Gronings: eerste dialect met eigen leerstoel
GRONINGEN - Als streektaalfunctionaris zette hij zich vooral in voor het behoud van het Gronings; als hoogleraar gaat hij zich met name bezighouden met het vastleggen van de taal. Dat is geen achteruitgang, vindt Siemon Reker. „Ik heb jaren geprobeerd mensen aan het Gronings te krijgen. Nu mag iemand anders dat doen.”
Ontzettend aardig voor de streektaal, vindt hij het. Prof. dr. S. J. H. Reker (56), door de Rijksuniversiteit Groningen aangesteld als eerste fulltimehoogleraar Gronings, benadrukt vooral het belang voor de taal, al is hij zeker „vereerd” met zijn benoeming.„Dit heeft geen enkel dialect”, zegt Reker. Het Fries heeft wel een eigen leerstoel, maar die streektaal heeft dan ook de status van een taal. De hoogleraar Gronings hecht overigens niet veel waarde aan dat onderscheid. „Een dialect is een taal met pech.”
Reker was al bijzonder hoogleraar, maar nu stellen de Rijksuniversiteit Groningen en de stichting J. B. Scholtenfonds extra middelen beschikbaar voor onderzoek.
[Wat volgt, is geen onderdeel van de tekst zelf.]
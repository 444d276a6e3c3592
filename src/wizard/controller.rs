//! Step Controller
//!
//! The state machine owning wizard navigation and the draft's lifecycle.
//! All transitions are synchronous and side-effect-free; the only suspension
//! point in the whole workflow is the Submission Executor's service call.
//!
//! Contract violations (advancing out of Terminal, edit-jumping outside
//! Review) are caller defects and fail loudly instead of being absorbed.

use tracing::{debug, info};

use super::draft::{DraftPatch, TransferCategory, TransferDraft};
use super::error::{ServiceErrorKind, WizardError};
use super::state::WizardStep;
use super::submit::SubmissionResult;
use super::validator;
use crate::fee::{self, FeeQuote};

/// Drives the user through
/// `SelectType -> SelectBeneficiary -> EnterDetails -> Review -> Authorize ->
/// Terminal` and holds the draft for one wizard session.
#[derive(Debug)]
pub struct StepController {
    step: WizardStep,
    draft: TransferDraft,
    outcome: Option<SubmissionResult>,
}

impl StepController {
    /// Fresh wizard session on the first step with an empty draft
    pub fn new() -> Self {
        Self {
            step: WizardStep::SelectType,
            draft: TransferDraft::default(),
            outcome: None,
        }
    }

    pub fn step(&self) -> WizardStep {
        self.step
    }

    pub fn draft(&self) -> &TransferDraft {
        &self.draft
    }

    /// Terminal outcome, once the session finished
    pub fn outcome(&self) -> Option<&SubmissionResult> {
        self.outcome.as_ref()
    }

    /// Replace the draft wholesale with `draft.apply(patch)`
    pub fn apply(&mut self, patch: DraftPatch) {
        assert!(
            !self.step.is_terminal(),
            "draft patched after the wizard terminated"
        );
        self.draft = self.draft.apply(patch);
    }

    /// Step-1 action: choose the transfer category.
    ///
    /// Also drops any previously chosen beneficiary - a stale payee from a
    /// different category must not survive.
    pub fn select_category(&mut self, category: TransferCategory) {
        debug!(category = %category, "Category selected");
        self.apply(DraftPatch::select_category(category));
    }

    /// Move to the next step if the current step's validator admits the
    /// draft; otherwise a no-op reporting the blocking fields.
    ///
    /// # Panics
    /// On Terminal (absorbing) and on Authorize - authorization completes
    /// through the `SubmissionExecutor`, never through plain navigation.
    pub fn advance(&mut self) -> Result<WizardStep, WizardError> {
        assert!(!self.step.is_terminal(), "advance() called on terminal wizard");
        assert_ne!(
            self.step,
            WizardStep::Authorize,
            "the Authorize step completes through SubmissionExecutor::submit"
        );

        match validator::check(self.step, &self.draft) {
            Ok(()) => {
                let from = self.step;
                self.step = from.next().expect("non-terminal step has a successor");
                debug!(from = %from, to = %self.step, "Wizard advanced");
                Ok(self.step)
            }
            Err(fields) => {
                debug!(step = %self.step, ?fields, "Advance blocked");
                Err(WizardError::StepIncomplete {
                    step: self.step,
                    fields,
                })
            }
        }
    }

    /// Move to the previous step unconditionally. Back navigation never
    /// loses already-entered data; the draft is untouched. No-op on the
    /// first step.
    ///
    /// # Panics
    /// On Terminal (absorbing).
    pub fn retreat(&mut self) -> WizardStep {
        assert!(!self.step.is_terminal(), "retreat() called on terminal wizard");

        if let Some(prev) = self.step.prev() {
            debug!(from = %self.step, to = %prev, "Wizard retreated");
            self.step = prev;
        }
        self.step
    }

    /// From Review only: jump straight to one of steps 1-3 for editing,
    /// bypassing intermediate validators (those steps were already satisfied
    /// to reach Review). Forward traversal afterwards re-validates through
    /// `advance()`.
    ///
    /// # Panics
    /// When not on Review, or when `target` is not an editable step.
    pub fn edit_jump_to(&mut self, target: WizardStep) -> WizardStep {
        assert_eq!(
            self.step,
            WizardStep::Review,
            "edit_jump_to() is only valid from the Review step"
        );
        assert!(
            matches!(
                target,
                WizardStep::SelectType | WizardStep::SelectBeneficiary | WizardStep::EnterDetails
            ),
            "edit_jump_to() target must be one of steps 1-3, got {target}"
        );

        debug!(to = %target, "Edit jump from review");
        self.step = target;
        self.step
    }

    /// Clear the session: fresh empty draft (a new object, no aliasing with
    /// the prior session's data), back to the first step, outcome dropped.
    pub fn reset(&mut self) {
        debug!("Wizard reset");
        self.step = WizardStep::SelectType;
        self.draft = TransferDraft::default();
        self.outcome = None;
    }

    /// Current fee quote, recomputed from the draft on every call.
    ///
    /// `None` until both a category and a positive amount are present.
    pub fn fee_quote(&self) -> Option<FeeQuote> {
        let category = self.draft.category?;
        fee::quote(category, self.draft.amount?)
    }

    /// Record the explicit user abandon after failed submissions.
    ///
    /// Spec'd behavior: a failed submission does NOT terminate the session
    /// (the machine stays on Authorize for a retry); only the shell, on the
    /// user's behalf, closes it out as a failure.
    pub fn abandon_with_failure(&mut self, kind: ServiceErrorKind, message: impl Into<String>) {
        assert_eq!(
            self.step,
            WizardStep::Authorize,
            "failure terminal is only reachable from the Authorize step"
        );

        let message = message.into();
        info!(kind = %kind, "Wizard abandoned after submission failure");
        self.outcome = Some(SubmissionResult::Failure { kind, message });
        self.step = WizardStep::Terminal;
    }

    /// Executor-only: record the success outcome and terminate.
    pub(crate) fn finish_success(&mut self, result: SubmissionResult) {
        debug_assert!(result.is_success());
        assert_eq!(self.step, WizardStep::Authorize);
        self.outcome = Some(result);
        self.step = WizardStep::Terminal;
    }

    /// Executor-only: wipe the secret after a submission attempt.
    pub(crate) fn clear_secret(&mut self) {
        self.draft = self.draft.apply(DraftPatch::wipe_secret());
    }
}

impl Default for StepController {
    fn default() -> Self {
        Self::new()
    }
}

#[cfg(test)]
mod tests {
    use super::*;
    use crate::beneficiary::{Beneficiary, RoutingId};
    use rust_decimal::Decimal;

    fn beneficiary() -> Beneficiary {
        Beneficiary {
            id: "ben-1".into(),
            display_name: "Alice".into(),
            nickname: None,
            routing: RoutingId::AccountNumber("1234567890".into()),
            bank_label: None,
            favorite: true,
        }
    }

    fn details_patch() -> DraftPatch {
        DraftPatch {
            source_account_id: Some("acc-1".into()),
            amount: Some(Decimal::new(10000, 2)),
            ..Default::default()
        }
    }

    /// Drive a fresh controller up to the Review step
    fn controller_at_review() -> StepController {
        let mut c = StepController::new();
        c.select_category(TransferCategory::DomesticBank);
        c.advance().unwrap();
        c.apply(DraftPatch::select_beneficiary(beneficiary()));
        c.advance().unwrap();
        c.apply(details_patch());
        c.advance().unwrap();
        assert_eq!(c.step(), WizardStep::Review);
        c
    }

    #[test]
    fn test_advance_blocked_on_empty_draft() {
        let mut c = StepController::new();
        let err = c.advance().unwrap_err();

        // No-op: step and draft unchanged, blocking field reported
        assert_eq!(c.step(), WizardStep::SelectType);
        assert_eq!(*c.draft(), TransferDraft::default());
        match err {
            WizardError::StepIncomplete { step, fields } => {
                assert_eq!(step, WizardStep::SelectType);
                assert_eq!(fields, vec![crate::wizard::validator::DraftField::Category]);
            }
            other => panic!("unexpected error: {other:?}"),
        }
    }

    #[test]
    fn test_happy_path_to_authorize() {
        let mut c = controller_at_review();
        assert_eq!(c.advance().unwrap(), WizardStep::Authorize);
    }

    #[test]
    fn test_retreat_then_advance_keeps_data() {
        let mut c = controller_at_review();

        c.retreat();
        assert_eq!(c.step(), WizardStep::EnterDetails);
        c.retreat();
        assert_eq!(c.step(), WizardStep::SelectBeneficiary);

        // Nothing was lost; the unmodified path re-validates cleanly
        assert!(c.draft().beneficiary.is_some());
        assert_eq!(c.advance().unwrap(), WizardStep::EnterDetails);
        assert_eq!(c.advance().unwrap(), WizardStep::Review);
        assert_eq!(c.draft().amount, Some(Decimal::new(10000, 2)));
    }

    #[test]
    fn test_retreat_noop_on_first_step() {
        let mut c = StepController::new();
        assert_eq!(c.retreat(), WizardStep::SelectType);
    }

    #[test]
    fn test_edit_jump_and_forward_revalidation() {
        let mut c = controller_at_review();
        c.edit_jump_to(WizardStep::SelectType);

        // Switching category drops the beneficiary, so the forward pass
        // re-blocks at step 2 until a new payee is chosen.
        c.select_category(TransferCategory::InstantId);
        assert_eq!(c.advance().unwrap(), WizardStep::SelectBeneficiary);
        assert!(c.advance().is_err());

        c.apply(DraftPatch::select_beneficiary(Beneficiary {
            routing: RoutingId::InstantPaymentId("alice@pay".into()),
            ..beneficiary()
        }));
        assert_eq!(c.advance().unwrap(), WizardStep::EnterDetails);
        // Details survived the edit detour
        assert_eq!(c.advance().unwrap(), WizardStep::Review);
    }

    #[test]
    #[should_panic(expected = "only valid from the Review step")]
    fn test_edit_jump_outside_review_panics() {
        let mut c = StepController::new();
        c.edit_jump_to(WizardStep::SelectType);
    }

    #[test]
    #[should_panic(expected = "steps 1-3")]
    fn test_edit_jump_to_authorize_panics() {
        let mut c = controller_at_review();
        c.edit_jump_to(WizardStep::Authorize);
    }

    #[test]
    fn test_reset_yields_fresh_draft() {
        let mut c = controller_at_review();
        c.reset();

        assert_eq!(c.step(), WizardStep::SelectType);
        assert_eq!(*c.draft(), TransferDraft::default());
        assert!(c.outcome().is_none());
    }

    #[test]
    fn test_fee_quote_follows_draft() {
        let mut c = StepController::new();
        assert!(c.fee_quote().is_none());

        c.select_category(TransferCategory::DomesticBank);
        assert!(c.fee_quote().is_none()); // no amount yet

        c.apply(DraftPatch {
            amount: Some(Decimal::new(10000, 2)),
            ..Default::default()
        });
        let q = c.fee_quote().unwrap();
        assert_eq!(q.total, Decimal::new(10295, 2));

        // Category change reprices immediately
        c.select_category(TransferCategory::Internal);
        let q = c.fee_quote().unwrap();
        assert_eq!(q.total, Decimal::new(10000, 2));
    }

    #[test]
    fn test_abandon_with_failure_terminates() {
        let mut c = controller_at_review();
        c.advance().unwrap();

        c.abandon_with_failure(ServiceErrorKind::InsufficientFunds, "balance too low");
        assert_eq!(c.step(), WizardStep::Terminal);
        assert!(matches!(
            c.outcome(),
            Some(SubmissionResult::Failure { kind, .. })
                if *kind == ServiceErrorKind::InsufficientFunds
        ));
    }

    #[test]
    #[should_panic(expected = "terminal wizard")]
    fn test_advance_from_terminal_panics() {
        let mut c = controller_at_review();
        c.advance().unwrap();
        c.abandon_with_failure(ServiceErrorKind::Rejected, "gave up");
        let _ = c.advance();
    }

    #[test]
    #[should_panic(expected = "terminal wizard")]
    fn test_retreat_from_terminal_panics() {
        let mut c = controller_at_review();
        c.advance().unwrap();
        c.abandon_with_failure(ServiceErrorKind::Rejected, "gave up");
        let _ = c.retreat();
    }

    #[test]
    #[should_panic(expected = "SubmissionExecutor")]
    fn test_advance_from_authorize_panics() {
        let mut c = controller_at_review();
        c.advance().unwrap();
        let _ = c.advance();
    }
}
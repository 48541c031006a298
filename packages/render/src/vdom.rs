use serde::{Deserialize, Serialize};
use std::collections::HashMap;

/// Virtual DOM node
#[derive(Debug, Clone, PartialEq, Serialize, Deserialize)]
#[serde(tag = "type")]
pub enum VNode {
    /// HTML element
    Element {
        tag: String,
        attributes: HashMap<String, String>,
        styles: HashMap<String, String>,
        children: Vec<VNode>,
    },

    /// Text node
    Text { content: String },
}

impl VNode {
    pub fn element(tag: impl Into<String>) -> Self {
        VNode::Element {
            tag: tag.into(),
            attributes: HashMap::new(),
            styles: HashMap::new(),
            children: Vec::new(),
        }
    }

    pub fn text(content: impl Into<String>) -> Self {
        VNode::Text {
            content: content.into(),
        }
    }

    pub fn with_attr(mut self, key: impl Into<String>, value: impl Into<String>) -> Self {
        if let VNode::Element {
            ref mut attributes, ..
        } = self
        {
            attributes.insert(key.into(), value.into());
        }
        self
    }

    pub fn with_style(mut self, key: impl Into<String>, value: impl Into<String>) -> Self {
        if let VNode::Element { ref mut styles, .. } = self {
            styles.insert(key.into(), value.into());
        }
        self
    }

    pub fn with_child(mut self, child: VNode) -> Self {
        if let VNode::Element {
            ref mut children, ..
        } = self
        {
            children.push(child);
        }
        self
    }

    pub fn with_children(mut self, new_children: Vec<VNode>) -> Self {
        if let VNode::Element {
            ref mut children, ..
        } = self
        {
            children.extend(new_children);
        }
        self
    }

    pub fn tag(&self) -> Option<&str> {
        match self {
            VNode::Element { tag, .. } => Some(tag),
            VNode::Text { .. } => None,
        }
    }

    pub fn attribute(&self, name: &str) -> Option<&str> {
        match self {
            VNode::Element { attributes, .. } => attributes.get(name).map(String::as_str),
            VNode::Text { .. } => None,
        }
    }

    pub fn style(&self, name: &str) -> Option<&str> {
        match self {
            VNode::Element { styles, .. } => styles.get(name).map(String::as_str),
            VNode::Text { .. } => None,
        }
    }

    pub fn children(&self) -> &[VNode] {
        match self {
            VNode::Element { children, .. } => children,
            VNode::Text { .. } => &[],
        }
    }

    /// Concatenated text content of the subtree.
    pub fn text_content(&self) -> String {
        match self {
            VNode::Text { content } => content.clone(),
            VNode::Element { children, .. } => {
                children.iter().map(VNode::text_content).collect()
            }
        }
    }
}

/// Virtual document: the rendered roots of an editor document.
#[derive(Debug, Clone, PartialEq, Serialize, Deserialize)]
pub struct VDocument {
    pub nodes: Vec<VNode>,
}

impl VDocument {
    pub fn new(nodes: Vec<VNode>) -> Self {
        VDocument { nodes }
    }

    /// Every element in the document, depth first.
    pub fn elements(&self) -> Vec<&VNode> {
        fn collect<'a>(node: &'a VNode, out: &mut Vec<&'a VNode>) {
            if matches!(node, VNode::Element { .. }) {
                out.push(node);
            }
            for child in node.children() {
                collect(child, out);
            }
        }
        let mut out = Vec::new();
        for node in &self.nodes {
            collect(node, &mut out);
        }
        out
    }
}

#[cfg(test)]
mod tests {
    use super::*;

    #[test]
    fn builders_compose() {
        let node = VNode::element("a")
            .with_attr("href", "https://example.com")
            .with_style("color", "#0000ee")
            .with_child(VNode::text("link"));
        assert_eq!(node.tag(), Some("a"));
        assert_eq!(node.attribute("href"), Some("https://example.com"));
        assert_eq!(node.style("color"), Some("#0000ee"));
        assert_eq!(node.text_content(), "link");
    }

    #[test]
    fn serializes_with_a_type_tag() {
        let json = serde_json::to_value(VNode::text("hi")).unwrap();
        assert_eq!(json["type"], "Text");
        assert_eq!(json["content"], "hi");
    }
}
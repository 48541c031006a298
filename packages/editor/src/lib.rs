//! # Vellum Editor
//!
//! Core document editing engine for Vellum.
//!
//! ## Architecture
//!
//! ```text
//! ┌─────────────────────────────────────────────┐
//! │ model: document tree (elements, text, …)    │
//! └─────────────────────────────────────────────┘
//!                     ↓
//! ┌─────────────────────────────────────────────┐
//! │ editor: selection + commands + history      │
//! │  - Commands over the selection              │
//! │  - Invertible ops with batched undo         │
//! │  - Normalization after every batch          │
//! │  - Version counter for change observers     │
//! └─────────────────────────────────────────────┘
//!                     ↓
//! ┌─────────────────────────────────────────────┐
//! │ render / search: derived views              │
//! └─────────────────────────────────────────────┘
//! ```
//!
//! ## Core Principles
//!
//! 1. **The tree is source of truth**: rendered output and search state
//!    are derived views
//! 2. **Every edit is an op**: commands decompose into invertible ops, so
//!    undo replays inverses instead of restoring snapshots
//! 3. **Commands are selection-relative**: without a selection they do
//!    nothing
//! 4. **The tree is always valid**: normalization repairs shape
//!    violations before a batch commits
//!
//! ## Usage
//!
//! ```rust,ignore
//! use vellum_editor::{Editor, Mark};
//! use vellum_model::ElementKind;
//!
//! let mut editor = Editor::from_json(&saved)?;
//! editor.select_range(range);
//!
//! editor.toggle_mark(Mark::Bold)?;
//! editor.toggle_element(ElementKind::HeadingOne)?;
//! editor.set_link("https://example.com")?;
//!
//! editor.undo()?;
//! let json = editor.to_json()?;
//! ```

mod commands;
mod editor;
mod errors;
mod history;
mod normalize;
mod ops;
mod queries;
mod transforms;

pub use commands::{DraggableOptions, FieldQuery, SetPropertiesOptions};
pub use editor::Editor;
pub use errors::{EditorError, EditorResult};
pub use history::{Batch, History};
pub use ops::{transform_path, transform_point, Op, PropertyMap};
pub use transforms::{Edge, Target};

// Re-export common model types for convenience
pub use vellum_model::{
    Align, Element, ElementKind, Mark, Marks, Node, Path, Point, Range, Selection, Text,
};
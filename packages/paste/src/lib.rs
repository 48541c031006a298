//! # Vellum Paste
//!
//! Turns host markup from the clipboard into a document fragment:
//!
//! ```text
//! markup string ──► tolerant parse ──► dispatch tables ──► Vec<Node>
//! ```
//!
//! The whole pipeline is lenient on purpose. Clipboard markup comes from
//! arbitrary applications; when structure cannot be mapped it degrades to
//! keeping the text rather than failing the paste.
//!
//! ```rust,ignore
//! use vellum_paste::deserialize;
//!
//! let fragment = deserialize("<p>hello <b>world</b></p>")?;
//! editor.insert_fragment(fragment)?;
//! ```

pub mod convert;
pub mod error;
pub mod markup;

pub use convert::{deserialize, deserialize_tree};
pub use error::{PasteError, PasteResult};
pub use markup::MarkupNode;
/// Maps a path forward through an applied op. `None` means the location no
/// longer exists (it was inside a removed subtree).
pub fn transform_path(path: &Path, op: &Op) -> Option<Path> {
    if path.is_empty() {
        return Some(path.clone());
    }
    let mut p = path.as_slice().to_vec();
    match op {
        Op::InsertNode { path: ip, .. } => {
            if ip == path || ends_before(ip, path) || ip.is_ancestor_of(path) {
                p[ip.len() - 1] += 1;
            }
        }

        Op::RemoveNode { path: rp, .. } => {
            if rp == path || rp.is_ancestor_of(path) {
                return None;
            }
            if ends_before(rp, path) {
                p[rp.len() - 1] -= 1;
            }
        }

        Op::MergeNode { path: mp, position } => {
            if mp == path || ends_before(mp, path) {
                p[mp.len() - 1] -= 1;
            } else if mp.is_ancestor_of(path) {
                p[mp.len() - 1] -= 1;
                p[mp.len()] += position;
            }
        }

        Op::SplitNode { path: sp, position } => {
            if sp == path {
                // The node itself stays put as the first half.
            } else if ends_before(sp, path) {
                p[sp.len() - 1] += 1;
            } else if sp.is_ancestor_of(path) && p[sp.len()] >= *position {
                p[sp.len() - 1] += 1;
                p[sp.len()] -= position;
            }
        }

        Op::MoveNode { from, to } => {
            if from == to {
                return Some(Path::new(p));
            }
            // Where the insert lands once the node is out of the tree.
            let target = remove_shift(to, from)?;
            if from.is_prefix_of(path) {
                // The node itself (or a descendant) moves wholesale.
                let mut landed = target.as_slice().to_vec();
                landed.extend_from_slice(&path.as_slice()[from.len()..]);
                return Some(Path::new(landed));
            }
            // Everyone else sees a removal at `from` followed by an
            // insert at `target`.
            let shifted = remove_shift(path, from)?;
            let mut q = shifted.as_slice().to_vec();
            if target == shifted || ends_before(&target, &shifted) || target.is_ancestor_of(&shifted)
            {
                q[target.len() - 1] += 1;
            }
            return Some(Path::new(q));
        }

        Op::SetNodeProps { .. }
        | Op::SetMarks { .. }
        | Op::InsertText { .. }
        | Op::RemoveText { .. } => {}
    }
    Some(Path::new(p))
}

/// Maps a point forward through an applied op, with forward affinity: a
/// point sitting exactly where text was inserted ends up after it.
pub fn transform_point(point: &Point, op: &Op) -> Option<Point> {
    let mut p = point.clone();
    match op {
        Op::InsertText { path, offset, text } => {
            if *path == p.path && *offset <= p.offset {
                p.offset += text.chars().count();
            }
        }

        Op::RemoveText { path, offset, text } => {
            if *path == p.path && *offset <= p.offset {
                let removed = text.chars().count();
                p.offset -= (p.offset - offset).min(removed);
            }
        }

        Op::SplitNode { path, position } => {
            if *path == p.path {
                if p.offset >= *position {
                    p.path = path.next_sibling()?;
                    p.offset -= position;
                }
            } else {
                p.path = transform_path(&p.path, op)?;
            }
        }

        Op::MergeNode { path, position } => {
            if *path == p.path {
                p.offset += position;
            }
            p.path = transform_path(&p.path, op)?;
        }

        Op::InsertNode { .. } | Op::RemoveNode { .. } | Op::MoveNode { .. } => {
            p.path = transform_path(&p.path, op)?;
        }

        Op::SetNodeProps { .. } | Op::SetMarks { .. } => {}
    }
    Some(p)
}

/// True when `a` sits before `b` among the siblings at `a`'s depth.
fn ends_before(a: &Path, b: &Path) -> bool {
    if a.is_empty() || b.len() < a.len() {
        return false;
    }
    let i = a.len() - 1;
    a.as_slice()[..i] == b.as_slice()[..i] && a.as_slice()[i] < b.as_slice()[i]
}

/// Path shift caused by removing the subtree at `removed`.
fn remove_shift(path: &Path, removed: &Path) -> Option<Path> {
    if removed == path || removed.is_ancestor_of(path) {
        return None;
    }
    let mut p = path.as_slice().to_vec();
    if ends_before(removed, path) {
        p[removed.len() - 1] -= 1;
    }
    Some(Path::new(p))
}

fn siblings_and_index<'a>(
    children: &'a mut Vec<Node>,
    path: &Path,
) -> EditorResult<(&'a mut Vec<Node>, usize)> {
    let parent = path.parent().ok_or_else(|| EditorError::invalid_path(path))?;
    let index = path.index().ok_or_else(|| EditorError::invalid_path(path))?;
    let siblings = walk::siblings_mut(children, &parent)
        .ok_or_else(|| EditorError::invalid_path(path))?;
    Ok((siblings, index))
}

fn text_at_mut<'a>(children: &'a mut [Node], path: &Path) -> EditorResult<&'a mut Text> {
    walk::node_at_mut(children, path)
        .ok_or_else(|| EditorError::invalid_path(path))?
        .as_text_mut()
        .ok_or_else(|| EditorError::NotAText { path: path.clone() })
}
Volgens de universitaire norm zal hij als fulltimehoogleraar zijn halve week besteden aan lesgeven en de andere helft aan onderzoek. De taalcolleges van Reker trekken jaarlijks dertig tot veertig studenten. „In de wereld van de kleine letteren is dat veel.” Reker verwacht dat het aantal zal toenemen nu blijkt dat er -gezien zijn benoeming- „centen te verdienen zijn” met het Gronings. „Dat is niet altijd een slechte motivatie.”
„Second best”, zo noemt Reker zijn aanstelling. Liever nog had hij zijn handen de hele week vrij voor onderzoek, al vindt hij college geven boeiend. „Ik wilde graag de vrije hand krijgen om een heel dik boek te schrijven over het Gronings in brede zin. Daar was geen geld voor. Toen kwam dit aanbod. Hierdoor heb ik tot m’n pensioen de mogelijkheid groot onderzoek te doen naar een taal die enorm aan het veranderen is, ja haast verdwijnt. Voor nieuwe woorden zoals ”computer” komen geen Groningse alternatieven meer. Zelfs de uitspraak wordt niet meer aangepast.”
Aan een stelling over de mogelijke teloorgang van het Gronings waagt Reker zich niet. „Ik weet wel dat het aantal sprekers per generatie afneemt. Lageropgeleiden spreken het vaker dan hogeropgeleiden, maar hebben wel een lagere dunk van dialect. Dat is funest.” Overigens constateert Reker wel een toenemende interesse van mensen die óver het Gronings willen leren.
Tot op heden was Reker ook streektaalfunctionaris en zette hij zich in voor het behoud van het Gronings. Zijn onderzoekstaak ligt vanaf nu, behalve in het beschrijven en verklaren van de taal, vooral ook in het vastleggen ervan met geluidsapparatuur. Hoe dat laatste precies zal gaan, is nog niet duidelijk. „Ik wil in elk geval een systeem ontwikkelen waarbij ik niet elke week zelf de boer op moet.”
Vanaf nu bent u vooral bezig om de taal te conserveren, niet om hem te behouden. Dat lijkt een achteruitgang.
„Ik heb me als streektaalfunctionaris jaren ingezet om het aantal sprekers van het Gronings op peil te houden. Nu mag iemand anders dat doen. Ik kan zeggen dat het een zware taak is. Er is een ongelooflijke antihouding om kinderen Gronings te leren. Ouders denken dat ze hun kind met dialect een achterstand bezorgen, hun kind kan er op school niet mee scoren. Ik vind het geen gek idee om ouders die het Gronings overdragen te gaan belonen. Vanaf nu ga ik de talloze variaties van het Gronings vastleggen. Want ik ben het met Máxima eens: hét Gronings bestaat niet.”
U houdt zich bezig met een relatief klein taakgebied. Voelt dat niet als een beperking?
„Wat ben ik er blij mee dat ik niet verder hoef te kijken. Ik zal geregeld zes dagen per week moeten werken om het rond te krijgen.”